* EXERCISE AIM
For this task, copy the data that follows exactly, keeping every character.

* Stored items
******

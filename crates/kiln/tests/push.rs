use kiln::{
    ApplyError, DdlExecutor, EntitySchema, RelationDefinition, ResolvedSchema, Schema,
    SchemaBuilder, StepPhase, StepStatus,
};

/// Records every statement, failing on one table.
#[derive(Default)]
struct RecordingExecutor {
    applied: Vec<(String, Vec<String>)>,
    fail_on: Option<String>,
}

impl DdlExecutor for RecordingExecutor {
    async fn apply(&mut self, table: &str, statements: &[String]) -> Result<(), ApplyError> {
        if self.fail_on.as_deref() == Some(table) {
            return Err(ApplyError::new(
                statements.first().cloned().unwrap_or_default(),
                "permission denied",
            ));
        }
        self.applied.push((table.to_string(), statements.to_vec()));
        Ok(())
    }
}

fn blog() -> ResolvedSchema {
    let mut builder = SchemaBuilder::new();
    builder.add_schema(EntitySchema::new("User")).unwrap();
    builder
        .add_schema(EntitySchema::new("Post").relation("author", RelationDefinition::belongs_to("User")))
        .unwrap();
    builder
        .add_schema(
            EntitySchema::new("Comment").relation("post", RelationDefinition::belongs_to("Post")),
        )
        .unwrap();
    builder.resolve_relations().unwrap()
}

#[tokio::test]
async fn test_push_applies_every_step() {
    let resolved = blog();
    let mut executor = RecordingExecutor::default();

    let report = resolved
        .push_schema(&mut executor, &Schema::new())
        .await
        .unwrap();

    assert!(report.is_success());
    assert_eq!(report.applied().count(), 3);

    let tables: Vec<&str> = executor.applied.iter().map(|(t, _)| t.as_str()).collect();
    assert_eq!(tables, vec!["user", "post", "comment"]);

    let post = &executor.applied[1].1;
    assert!(post[0].starts_with("CREATE TABLE \"post\""));
    assert!(post.iter().any(|s| s.contains("FOREIGN KEY (\"user_id\")")));
}

#[tokio::test]
async fn test_push_stops_at_first_failure() {
    let resolved = blog();
    let mut executor = RecordingExecutor {
        fail_on: Some("post".to_string()),
        ..Default::default()
    };

    let report = resolved
        .push_schema(&mut executor, &Schema::new())
        .await
        .unwrap();

    assert!(!report.is_success());
    let (step, err) = report.failed().unwrap();
    assert_eq!(step.table, "post");
    assert_eq!(step.phase, StepPhase::Table);
    assert_eq!(err.message, "permission denied");
    assert!(err.statement.starts_with("CREATE TABLE \"post\""));

    let skipped: Vec<&str> = report.skipped().map(|s| s.table.as_str()).collect();
    assert_eq!(skipped, vec!["comment"]);
    assert_eq!(executor.applied.len(), 1);
    assert_eq!(
        report.steps[0].status,
        StepStatus::Applied { statements: 1 }
    );
}

#[tokio::test]
async fn test_push_up_to_date() {
    let resolved = blog();
    let live = resolved.schema().clone();
    let mut executor = RecordingExecutor::default();

    let report = resolved.push_schema(&mut executor, &live).await.unwrap();

    assert!(report.steps.is_empty());
    assert!(executor.applied.is_empty());
}

#[tokio::test]
async fn test_push_only_touches_changed_tables() {
    let resolved = blog();
    let mut live = resolved.schema().clone();
    live.tables.shift_remove("comment");
    let mut executor = RecordingExecutor::default();

    let report = resolved.push_schema(&mut executor, &live).await.unwrap();

    let tables: Vec<&str> = report.steps.iter().map(|s| s.table.as_str()).collect();
    assert_eq!(tables, vec!["comment"]);
    assert!(report.is_success());
}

******

* EXPECTED ANSWER
filename crates/kiln/tests/push.rs
use kiln::{
    ApplyError, DdlExecutor, EntitySchema, RelationDefinition, ResolvedSchema, Schema,
    SchemaBuilder, StepPhase, StepStatus,
};

/// Records every statement, failing on one table.
#[derive(Default)]
struct RecordingExecutor {
    applied: Vec<(String, Vec<String>)>,
    fail_on: Option<String>,
}

impl DdlExecutor for RecordingExecutor {
    async fn apply(&mut self, table: &str, statements: &[String]) -> Result<(), ApplyError> {
        if self.fail_on.as_deref() == Some(table) {
            return Err(ApplyError::new(
                statements.first().cloned().unwrap_or_default(),
                "permission denied",
            ));
        }
        self.applied.push((table.to_string(), statements.to_vec()));
        Ok(())
    }
}

fn blog() -> ResolvedSchema {
    let mut builder = SchemaBuilder::new();
    builder.add_schema(EntitySchema::new("User")).unwrap();
    builder
        .add_schema(EntitySchema::new("Post").relation("author", RelationDefinition::belongs_to("User")))
        .unwrap();
    builder
        .add_schema(
            EntitySchema::new("Comment").relation("post", RelationDefinition::belongs_to("Post")),
        )
        .unwrap();
    builder.resolve_relations().unwrap()
}

#[tokio::test]
async fn test_push_applies_every_step() {
    let resolved = blog();
    let mut executor = RecordingExecutor::default();

    let report = resolved
        .push_schema(&mut executor, &Schema::new())
        .await
        .unwrap();

    assert!(report.is_success());
    assert_eq!(report.applied().count(), 3);

    let tables: Vec<&str> = executor.applied.iter().map(|(t, _)| t.as_str()).collect();
    assert_eq!(tables, vec!["user", "post", "comment"]);

    let post = &executor.applied[1].1;
    assert!(post[0].starts_with("CREATE TABLE \"post\""));
    assert!(post.iter().any(|s| s.contains("FOREIGN KEY (\"user_id\")")));
}

#[tokio::test]
async fn test_push_stops_at_first_failure() {
    let resolved = blog();
    let mut executor = RecordingExecutor {
        fail_on: Some("post".to_string()),
        ..Default::default()
    };

    let report = resolved
        .push_schema(&mut executor, &Schema::new())
        .await
        .unwrap();

    assert!(!report.is_success());
    let (step, err) = report.failed().unwrap();
    assert_eq!(step.table, "post");
    assert_eq!(step.phase, StepPhase::Table);
    assert_eq!(err.message, "permission denied");
    assert!(err.statement.starts_with("CREATE TABLE \"post\""));

    let skipped: Vec<&str> = report.skipped().map(|s| s.table.as_str()).collect();
    assert_eq!(skipped, vec!["comment"]);
    assert_eq!(executor.applied.len(), 1);
    assert_eq!(
        report.steps[0].status,
        StepStatus::Applied { statements: 1 }
    );
}

#[tokio::test]
async fn test_push_up_to_date() {
    let resolved = blog();
    let live = resolved.schema().clone();
    let mut executor = RecordingExecutor::default();

    let report = resolved.push_schema(&mut executor, &live).await.unwrap();

    assert!(report.steps.is_empty());
    assert!(executor.applied.is_empty());
}

#[tokio::test]
async fn test_push_only_touches_changed_tables() {
    let resolved = blog();
    let mut live = resolved.schema().clone();
    live.tables.shift_remove("comment");
    let mut executor = RecordingExecutor::default();

    let report = resolved.push_schema(&mut executor, &live).await.unwrap();

    let tables: Vec<&str> = report.steps.iter().map(|s| s.table.as_str()).collect();
    assert_eq!(tables, vec!["comment"]);
    assert!(report.is_success());
}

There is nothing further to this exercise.